Autocar

Nissan Leaf

Calculatin­g the usable driving range

- ALLAN MUIR

MILEAGE 3075

WHY WE’RE RUNNING IT

To see if Nissan has advanced the cause of EVS at the affordable end of the scale

The Leaf’s indicated range is proving to be a tad optimistic if much high-speed driving is involved. Although it changes a bit, depending on how the car has been driven previously, I’ve regularly been seeing between 160 and 170 miles on the display after each full battery recharge, but in a mixture of urban and open-road use the actual usable range is closer to 140 miles.

The discrepanc­y was first noticed one weekend as I was heading down to West Sussex for a party at a country pub – a round trip of about 120 miles from south-west London. With a range of just over 160 miles showing, I figured I’d have no trouble getting there and back without recharging. In the end I made it, but it was much tighter than expected, with less than 20 miles showing when I got home later that night. The shortfall has been similar every time I’ve done a longer trip that includes motorway or dual-carriagewa­y sections. It isn’t a problem, but it does emphasise how much of a toll higher speeds take on the range.

Meanwhile, I’ve had a few goes at using the optional Propilot Park (£1090) driver aid that’s fitted to our Leaf.

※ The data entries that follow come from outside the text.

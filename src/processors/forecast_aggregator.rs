use crate::error::Result;
use crate::models::{Forecast, GridRecord, QuantityTable};
use crate::readers::RecordDecoder;
use std::borrow::Borrow;
use std::collections::BTreeMap;
use std::fmt;
use tracing::{debug, warn};

/// Counters collected while aggregating
#[derive(Debug, Clone, Default, PartialEq, Eq)]
pub struct AggregationStats {
    pub records_seen: usize,
    pub records_applied: usize,
    pub records_unknown: usize,
    pub records_filtered: usize,
    pub unknown_quantities: BTreeMap<String, usize>,
}

impl AggregationStats {
    pub fn absorb(&mut self, other: AggregationStats) {
        self.records_seen += other.records_seen;
        self.records_applied += other.records_applied;
        self.records_unknown += other.records_unknown;
        self.records_filtered += other.records_filtered;
        for (id, count) in other.unknown_quantities {
            *self.unknown_quantities.entry(id).or_insert(0) += count;
        }
    }

    /// One warning per distinct unknown identifier
    pub fn report_unknown(&self) {
        for (id, count) in &self.unknown_quantities {
            warn!(quantity = %id, records = count, "Unknown quantity, records skipped");
        }
    }
}

impl fmt::Display for AggregationStats {
    fn fmt(&self, f: &mut fmt::Formatter<'_>) -> fmt::Result {
        writeln!(f, "Records seen:     {}", self.records_seen)?;
        writeln!(f, "Records applied:  {}", self.records_applied)?;
        writeln!(f, "Records filtered: {}", self.records_filtered)?;
        write!(f, "Unknown quantity: {}", self.records_unknown)?;
        for (id, count) in &self.unknown_quantities {
            write!(f, "\n  {}: {}", id, count)?;
        }
        Ok(())
    }
}

/// Folds grid records into a [`Forecast`] in a single pass.
///
/// Each record sets exactly one field of the item for its (location,
/// valid-time). Repeated records for the same slot and quantity overwrite
/// earlier ones in input order. Records with an unrecognized quantity still
/// create their slot but leave its fields untouched.
pub struct ForecastAggregator {
    quantities: QuantityTable,
}

impl ForecastAggregator {
    pub fn new() -> Self {
        Self {
            quantities: QuantityTable::default(),
        }
    }

    pub fn with_quantities(quantities: QuantityTable) -> Self {
        Self { quantities }
    }

    pub fn aggregate<I>(&self, records: I) -> Forecast
    where
        I: IntoIterator,
        I::Item: Borrow<GridRecord>,
    {
        self.aggregate_with_stats(records).0
    }

    pub fn aggregate_with_stats<I>(&self, records: I) -> (Forecast, AggregationStats)
    where
        I: IntoIterator,
        I::Item: Borrow<GridRecord>,
    {
        let (forecast, stats) = self.fold(records);
        stats.report_unknown();
        (forecast, stats)
    }

    /// Aggregate without logging unknown quantities; callers merging partial
    /// results report once on the combined stats
    pub(crate) fn fold<I>(&self, records: I) -> (Forecast, AggregationStats)
    where
        I: IntoIterator,
        I::Item: Borrow<GridRecord>,
    {
        let mut forecast = Forecast::new();
        let mut stats = AggregationStats::default();

        for record in records {
            self.apply(&mut forecast, record.borrow(), &mut stats);
        }

        (forecast, stats)
    }

    /// Decode `bytes` and aggregate the result; decoder failures pass through unchanged
    pub fn aggregate_bytes(
        &self,
        decoder: &dyn RecordDecoder,
        bytes: &[u8],
    ) -> Result<(Forecast, AggregationStats)> {
        let records = decoder.decode(bytes)?;
        Ok(self.aggregate_with_stats(records))
    }

    /// Fold one record into `forecast`
    pub fn apply(&self, forecast: &mut Forecast, record: &GridRecord, stats: &mut AggregationStats) {
        stats.records_seen += 1;

        let item = forecast.slot_mut(record.location_key(), record.valid_time);

        match self.quantities.resolve(&record.quantity_id) {
            Some(quantity) => {
                quantity.apply(item, record.value);
                stats.records_applied += 1;
            }
            None => {
                stats.records_unknown += 1;
                *stats
                    .unknown_quantities
                    .entry(record.quantity_id.clone())
                    .or_insert(0) += 1;

                debug!(
                    quantity = %record.quantity_id,
                    latitude = record.latitude,
                    longitude = record.longitude,
                    "Skipping record with unknown quantity"
                );
            }
        }
    }
}

impl Default for ForecastAggregator {
    fn default() -> Self {
        Self::new()
    }
}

Now, I have to confess that I don’t really see the point of such aids unless you really can’t park a car to save your life, but Nissan’s system promises to be more advanced than many previous ones. It does almost everything itself and can safely insert you not just into a parallel space but also frontwards or backwards into an end-on bay.

I can report that it works – albeit slowly. Once you’ve confirmed the space you want and the direction in which you want to enter it on the infotainme­nt screen, you simply hold your finger down on a button on the centre console and the car does the rest all by itself: accelerati­ng, steering, braking, the lot.

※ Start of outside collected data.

use crate::error::{ProcessingError, Result};
use crate::models::GridRecord;
use crate::readers::{CsvRecordDecoder, JsonLinesDecoder};
use crate::utils::constants::{DEFAULT_BUFFER_SIZE, FORMAT_CSV, FORMAT_JSON_LINES};
use clap::ValueEnum;
use memmap2::Mmap;
use serde::{Deserialize, Serialize};
use std::fs::File;
use std::io::{BufReader, Read};
use std::path::Path;
use tracing::debug;

/// Turns raw bytes into grid records.
///
/// Implementations fail with [`ProcessingError::Decode`] when the input is
/// not a valid record sequence; a partial sequence is never returned.
pub trait RecordDecoder: Send + Sync {
    fn decode(&self, bytes: &[u8]) -> Result<Vec<GridRecord>>;

    fn name(&self) -> &'static str;
}

/// Textual dump formats with a bundled decoder
#[derive(Debug, Clone, Copy, PartialEq, Eq, ValueEnum, Serialize, Deserialize)]
#[serde(rename_all = "lowercase")]
pub enum InputFormat {
    Csv,
    #[value(alias = "ndjson")]
    Jsonl,
}

impl InputFormat {
    /// Guess the format from a file extension
    pub fn from_path(path: &Path) -> Result<Self> {
        let extension = path
            .extension()
            .and_then(|e| e.to_str())
            .map(|e| e.to_lowercase())
            .ok_or_else(|| {
                ProcessingError::InvalidFormat(format!(
                    "Cannot infer input format without a file extension: {}",
                    path.display()
                ))
            })?;

        match extension.as_str() {
            "csv" | "txt" => Ok(InputFormat::Csv),
            "jsonl" | "ndjson" => Ok(InputFormat::Jsonl),
            other => Err(ProcessingError::InvalidFormat(format!(
                "Unsupported input extension '{}', expected one of: {}, {}",
                other, FORMAT_CSV, FORMAT_JSON_LINES
            ))),
        }
    }

    pub fn decoder(&self) -> Box<dyn RecordDecoder> {
        match self {
            InputFormat::Csv => Box::new(CsvRecordDecoder::new()),
            InputFormat::Jsonl => Box::new(JsonLinesDecoder::new()),
        }
    }
}

/// Loads an input file and hands its bytes to a decoder
pub struct InputReader {
    use_mmap: bool,
}

impl InputReader {
    pub fn new() -> Self {
        Self { use_mmap: false }
    }

    pub fn with_mmap(use_mmap: bool) -> Self {
        Self { use_mmap }
    }

    pub fn decode_file(&self, path: &Path, decoder: &dyn RecordDecoder) -> Result<Vec<GridRecord>> {
        let records = if self.use_mmap {
            self.decode_mmap(path, decoder)?
        } else {
            self.decode_buffered(path, decoder)?
        };

        debug!(
            path = %path.display(),
            decoder = decoder.name(),
            records = records.len(),
            "Decoded input file"
        );

        Ok(records)
    }

    fn decode_buffered(&self, path: &Path, decoder: &dyn RecordDecoder) -> Result<Vec<GridRecord>> {
        let file = File::open(path)?;
        let mut reader = BufReader::with_capacity(DEFAULT_BUFFER_SIZE, file);
        let mut bytes = Vec::new();
        reader.read_to_end(&mut bytes)?;

        decoder.decode(&bytes)
    }

    fn decode_mmap(&self, path: &Path, decoder: &dyn RecordDecoder) -> Result<Vec<GridRecord>> {
        let file = File::open(path)?;
        // Empty files cannot be mapped on every platform
        if file.metadata()?.len() == 0 {
            return decoder.decode(&[]);
        }

        let mmap = unsafe { Mmap::map(&file)? };
        decoder.decode(&mmap)
    }
}

impl Default for InputReader {
    fn default() -> Self {
        Self::new()
    }
}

The fact that the process takes about three times longer than if I’d done the job myself – a good 45 seconds in some cases – is enough to put me off using it, though. If you’re reversing into an end-on space, having started at right angles behind it, the car will often require at least two forward and backward manoeuvres before it’s done. It also has a disconcert­ing habit of speeding up once it’s heading almost straight in and then braking abruptly at the last second. The system sometimes struggles to identify the parking space unless it’s very clearly defined too.

I suspect that if you tried to use the parking aid in a busy car park, you’d have a queue of honking cars behind you long before you’d completed the manoeuvre. Frankly, I reckon it’s far quicker and easier to do it myself, especially as the Leaf allows you to go swiftly from drive to reverse and vice versa at low speeds without putting your foot on the brake pedal.

In most other respects, the Leaf is exceptiona­lly well adapted for urban use. This fact was brought into sharp focus again recently after back-to-back drives in three new family SUVS with small petrol engines and manual gearboxes. They were all perfectly decent, except that I found them quite awkward to drive around town. And no, it wasn’t because I’d forgotten how to drive a manual. Then I jumped back into the Leaf, with its torque-laden electric motor and no gears whatsoever, and the contrast could hardly have been more extreme.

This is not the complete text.